→ **Information given**:
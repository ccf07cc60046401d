use std::collections::{HashMap, HashSet};

use lore_core::errors::{LoreError, LoreResult};
use lore_core::record::KnowledgeRecord;

/// Follow `superseded_by` links from `id` to the current head.
///
/// The chain starts with `id`. A winner id that no longer resolves to a
/// record ends the chain as its last element.
pub fn supersession_chain(records: &[KnowledgeRecord], id: &str) -> LoreResult<Vec<String>> {
    let by_id: HashMap<&str, &KnowledgeRecord> =
        records.iter().map(|r| (r.id.as_str(), r)).collect();

    let mut current = *by_id.get(id).ok_or_else(|| LoreError::not_found(id))?;
    let mut chain = vec![current.id.clone()];
    let mut seen: HashSet<&str> = HashSet::from([current.id.as_str()]);

    while let Some(s) = &current.supersession {
        let next = s.superseded_by.as_str();
        if !seen.insert(next) {
            return Err(LoreError::SupersessionCycle { id: next.to_string() });
        }
        chain.push(next.to_string());
        match by_id.get(next) {
            Some(r) => current = *r,
            None => break,
        }
    }
    Ok(chain)
}
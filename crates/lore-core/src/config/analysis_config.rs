use serde::{Deserialize, Serialize};

use super::{check_positive, check_unit, defaults};
use crate::errors::LoreResult;

/// Thresholds for insight, anti-pattern, and tag suggestion generation.
#[derive(Debug, Clone, Serialize, Deserialize)]
#[serde(default)]
pub struct AnalysisConfig {
    /// Clusters at least this large become a "common theme" insight.
    pub theme_cluster_size: usize,
    /// The top error pattern becomes critical at this many occurrences.
    pub recurring_error_count: usize,
    /// Kinds averaging below this confidence are reported.
    pub low_confidence_average: f64,
    /// Share of never-accessed records above which usage is reported.
    pub unused_ratio: f64,
    /// Cluster tags used at least this often collection-wide are reported.
    pub frequent_tag_count: usize,
    /// Records below this confidence count as low quality.
    pub low_quality_confidence: f64,
    /// Share of low-quality records above which the anti-pattern fires.
    pub low_quality_ratio: f64,
    /// Share of untagged records above which the anti-pattern fires.
    pub untagged_ratio: f64,
    /// Share of errors without a linked solution above which the anti-pattern fires.
    pub unresolved_error_ratio: f64,
    /// Clusters smaller than this get no tag suggestion.
    pub tag_suggestion_min_cluster_size: usize,
}

impl Default for AnalysisConfig {
    fn default() -> Self {
        Self {
            theme_cluster_size: defaults::DEFAULT_THEME_CLUSTER_SIZE,
            recurring_error_count: defaults::DEFAULT_RECURRING_ERROR_COUNT,
            low_confidence_average: defaults::DEFAULT_LOW_CONFIDENCE_AVERAGE,
            unused_ratio: defaults::DEFAULT_UNUSED_RATIO,
            frequent_tag_count: defaults::DEFAULT_FREQUENT_TAG_COUNT,
            low_quality_confidence: defaults::DEFAULT_LOW_QUALITY_CONFIDENCE,
            low_quality_ratio: defaults::DEFAULT_LOW_QUALITY_RATIO,
            untagged_ratio: defaults::DEFAULT_UNTAGGED_RATIO,
            unresolved_error_ratio: defaults::DEFAULT_UNRESOLVED_ERROR_RATIO,
            tag_suggestion_min_cluster_size: defaults::DEFAULT_TAG_SUGGESTION_MIN_CLUSTER_SIZE,
        }
    }
}

impl AnalysisConfig {
    pub fn validate(&self) -> LoreResult<()> {
        check_positive("theme_cluster_size", self.theme_cluster_size)?;
        check_positive("recurring_error_count", self.recurring_error_count)?;
        check_unit("low_confidence_average", self.low_confidence_average)?;
        check_unit("unused_ratio", self.unused_ratio)?;
        check_positive("frequent_tag_count", self.frequent_tag_count)?;
        check_unit("low_quality_confidence", self.low_quality_confidence)?;
        check_unit("low_quality_ratio", self.low_quality_ratio)?;
        check_unit("untagged_ratio", self.untagged_ratio)?;
        check_unit("unresolved_error_ratio", self.unresolved_error_ratio)?;
        check_positive(
            "tag_suggestion_min_cluster_size",
            self.tag_suggestion_min_cluster_size,
        )
    }
}
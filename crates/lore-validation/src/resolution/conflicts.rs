use lore_core::constants::NEARLY_IDENTICAL_SIMILARITY;
use lore_core::models::{ConflictRecommendation, PotentialConflict};
use lore_core::record::KnowledgeRecord;
use lore_core::similarity::cosine_similarity;

/// Existing live records that a not-yet-stored embedding closely matches.
///
/// Results are sorted by similarity, highest first. Records whose embedding
/// length differs from `embedding` never match.
pub fn find_conflicts(
    records: &[KnowledgeRecord],
    embedding: &[f32],
    threshold: f64,
) -> Vec<PotentialConflict> {
    if embedding.is_empty() {
        return Vec::new();
    }

    let mut conflicts: Vec<PotentialConflict> = records
        .iter()
        .filter(|r| r.is_comparable())
        .filter_map(|r| {
            let existing = r.embedding()?;
            if existing.len() != embedding.len() {
                return None;
            }
            let similarity = cosine_similarity(embedding, existing);
            (similarity >= threshold).then(|| PotentialConflict {
                record: r.clone(),
                similarity,
                recommendation: recommend(similarity),
            })
        })
        .collect();

    conflicts.sort_by(|a, b| b.similarity.total_cmp(&a.similarity));
    conflicts
}

fn recommend(similarity: f64) -> ConflictRecommendation {
    if similarity > NEARLY_IDENTICAL_SIMILARITY {
        ConflictRecommendation::UpdateExisting
    } else {
        ConflictRecommendation::Review
    }
}
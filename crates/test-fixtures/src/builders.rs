//! Terse constructors for records used across test suites.

use chrono::{Duration, Utc};

use lore_core::record::{KnowledgeKind, KnowledgeRecord};

/// Record with a fixed id, content, and confidence. Unembedded.
pub fn record(id: &str, kind: KnowledgeKind, content: &str, confidence: f64) -> KnowledgeRecord {
    KnowledgeRecord::new(kind, content)
        .with_id(id)
        .with_confidence(confidence)
}

pub fn error(id: &str, content: &str) -> KnowledgeRecord {
    record(id, KnowledgeKind::Error, content, 0.8)
}

pub fn solution(id: &str, content: &str) -> KnowledgeRecord {
    record(id, KnowledgeKind::Solution, content, 0.8)
}

/// Unit vector along `index` in `dims` dimensions.
pub fn axis(index: usize, dims: usize) -> Vec<f32> {
    let mut v = vec![0.0; dims];
    v[index] = 1.0;
    v
}

/// A vector close to `axis(index, dims)`: cosine similarity above 0.99.
pub fn near(index: usize, dims: usize, jitter_index: usize) -> Vec<f32> {
    let mut v = axis(index, dims);
    v[jitter_index] += 0.1;
    v
}

/// Backdate a record's creation and last access.
pub fn at_days_ago(record: KnowledgeRecord, days: i64) -> KnowledgeRecord {
    record.with_created_at(Utc::now() - Duration::days(days))
}

#[cfg(test)]
mod tests {
    use super::*;
    use lore_core::similarity::cosine_similarity;

    #[test]
    fn near_vectors_stay_above_contradiction_threshold() {
        let s = cosine_similarity(&axis(0, 4), &near(0, 4, 1));
        assert!(s > 0.99, "similarity was {s}");
    }

    #[test]
    fn axes_are_orthogonal() {
        assert!(cosine_similarity(&axis(0, 4), &axis(1, 4)).abs() < 1e-9);
    }
}
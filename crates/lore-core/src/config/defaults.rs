//! Default values for every configuration field.

// Contradiction
pub const DEFAULT_CONTRADICTION_SIMILARITY: f64 = 0.85;
pub const DEFAULT_MIN_CONFIDENCE_DELTA: f64 = 0.1;
pub const DEFAULT_SAME_KIND_ONLY: bool = false;
pub const DEFAULT_CONFLICT_THRESHOLD: f64 = 0.85;

// Clustering
pub const DEFAULT_CLUSTER_SIMILARITY: f64 = 0.75;
pub const DEFAULT_MIN_CLUSTER_SIZE: usize = 2;
pub const DEFAULT_MAX_CLUSTERS: usize = 10;

// Analysis
pub const DEFAULT_THEME_CLUSTER_SIZE: usize = 5;
pub const DEFAULT_RECURRING_ERROR_COUNT: usize = 3;
pub const DEFAULT_LOW_CONFIDENCE_AVERAGE: f64 = 0.6;
pub const DEFAULT_UNUSED_RATIO: f64 = 0.3;
pub const DEFAULT_FREQUENT_TAG_COUNT: usize = 3;
pub const DEFAULT_LOW_QUALITY_CONFIDENCE: f64 = 0.5;
pub const DEFAULT_LOW_QUALITY_RATIO: f64 = 0.2;
pub const DEFAULT_UNTAGGED_RATIO: f64 = 0.3;
pub const DEFAULT_UNRESOLVED_ERROR_RATIO: f64 = 0.5;
pub const DEFAULT_TAG_SUGGESTION_MIN_CLUSTER_SIZE: usize = 3;

// Observability
pub const DEFAULT_LOG_LEVEL: &str = "info";
pub const DEFAULT_JSON_LOGS: bool = false;
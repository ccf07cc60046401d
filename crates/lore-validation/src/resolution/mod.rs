//! Supersession-based resolution and the views over its audit trail.

pub mod auto;
pub mod conflicts;
pub mod history;
pub mod lineage;
pub mod resolve;

pub use auto::auto_resolve;
pub use conflicts::find_conflicts;
pub use history::superseded_history;
pub use lineage::supersession_chain;
pub use resolve::resolve_one;
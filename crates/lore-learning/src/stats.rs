//! Headline counts over the whole collection.

use std::cmp::Reverse;
use std::collections::BTreeMap;

use lore_core::models::{CollectionStats, ConfidenceBands};
use lore_core::record::{KnowledgeKind, KnowledgeRecord};

pub fn collection_stats(records: &[KnowledgeRecord]) -> CollectionStats {
    let mut by_kind: BTreeMap<KnowledgeKind, usize> = BTreeMap::new();
    let mut bands = ConfidenceBands::default();
    for r in records {
        *by_kind.entry(r.kind).or_default() += 1;
        if r.confidence.is_high() {
            bands.high += 1;
        } else if r.confidence.is_low() {
            bands.low += 1;
        } else {
            bands.medium += 1;
        }
    }

    // Highest access count; ties go to the smaller id.
    let most_accessed_id = records
        .iter()
        .min_by_key(|r| (Reverse(r.access_count), r.id.as_str()))
        .map(|r| r.id.clone());

    CollectionStats {
        total: records.len(),
        by_kind,
        by_confidence: bands,
        verified: records.iter().filter(|r| r.verified).count(),
        superseded: records.iter().filter(|r| r.is_superseded()).count(),
        most_accessed_id,
    }
}
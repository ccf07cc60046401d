use chrono::{DateTime, Utc};
use serde::{Deserialize, Serialize};

use super::contradiction::ContradictionCandidate;
use crate::record::KnowledgeKind;

#[derive(Debug, Clone, Copy, PartialEq, Eq, Serialize, Deserialize)]
#[serde(rename_all = "snake_case")]
pub enum ResolutionAction {
    Superseded,
}

/// What was written when a contradiction was resolved.
#[derive(Debug, Clone, Serialize, Deserialize)]
pub struct ResolutionDetail {
    pub resolved_at: DateTime<Utc>,
    pub superseded_by: String,
    pub reason: String,
    /// Loser's confidence before the penalty.
    pub original_confidence: f64,
    /// Loser's confidence after the penalty.
    pub new_confidence: f64,
    pub similarity: f64,
}

#[derive(Debug, Clone, Serialize, Deserialize)]
pub struct Resolution {
    pub winner: String,
    pub loser: String,
    pub action: ResolutionAction,
    pub detail: ResolutionDetail,
}

/// A candidate that could not be resolved, with the error that stopped it.
#[derive(Debug, Clone, Serialize, Deserialize)]
pub struct ResolutionFailure {
    pub contradiction: ContradictionCandidate,
    pub error: String,
}

/// Outcome of a batch resolution run.
#[derive(Debug, Clone, Default, Serialize, Deserialize)]
pub struct AutoResolveSummary {
    pub detected: usize,
    pub resolved: usize,
    pub failed: usize,
    pub resolutions: Vec<Resolution>,
    pub errors: Vec<ResolutionFailure>,
}

/// Short view of a record for display next to another.
#[derive(Debug, Clone, Serialize, Deserialize)]
pub struct RecordSummary {
    pub id: String,
    pub content: String,
    pub kind: KnowledgeKind,
    pub confidence: f64,
}

/// A superseded record and, when it still exists, the record that replaced it.
#[derive(Debug, Clone, Serialize, Deserialize)]
pub struct SupersededRecord {
    pub id: String,
    pub content: String,
    pub kind: KnowledgeKind,
    pub original_confidence: f64,
    pub current_confidence: f64,
    pub superseded_by: String,
    pub superseded_at: DateTime<Utc>,
    pub reason: String,
    #[serde(default, skip_serializing_if = "Option::is_none")]
    pub superseded_by_record: Option<RecordSummary>,
}
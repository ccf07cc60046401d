use serde::{Deserialize, Serialize};

/// A tag proposed for every member of a cluster.
#[derive(Debug, Clone, Serialize, Deserialize)]
pub struct TagSuggestion {
    pub suggested_tag: String,
    pub alternative_tags: Vec<String>,
    pub cluster_size: usize,
    /// Average confidence of the cluster, used as confidence in the suggestion.
    pub confidence: f64,
    pub reason: String,
    pub affected_ids: Vec<String>,
}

→ **What the exercise asks**: Set down the lines of the listing above verbatim, first line through the line containing "its last element.", inclusive; add no other lines.

→ **Result of the exercise**:
repository ccf07cc60046401d
use std::collections::{HashMap, HashSet};

use lore_core::errors::{LoreError, LoreResult};
use lore_core::record::KnowledgeRecord;

/// Follow `superseded_by` links from `id` to the current head.
///
/// The chain starts with `id`. A winner id that no longer resolves to a
/// record ends the chain as its last element.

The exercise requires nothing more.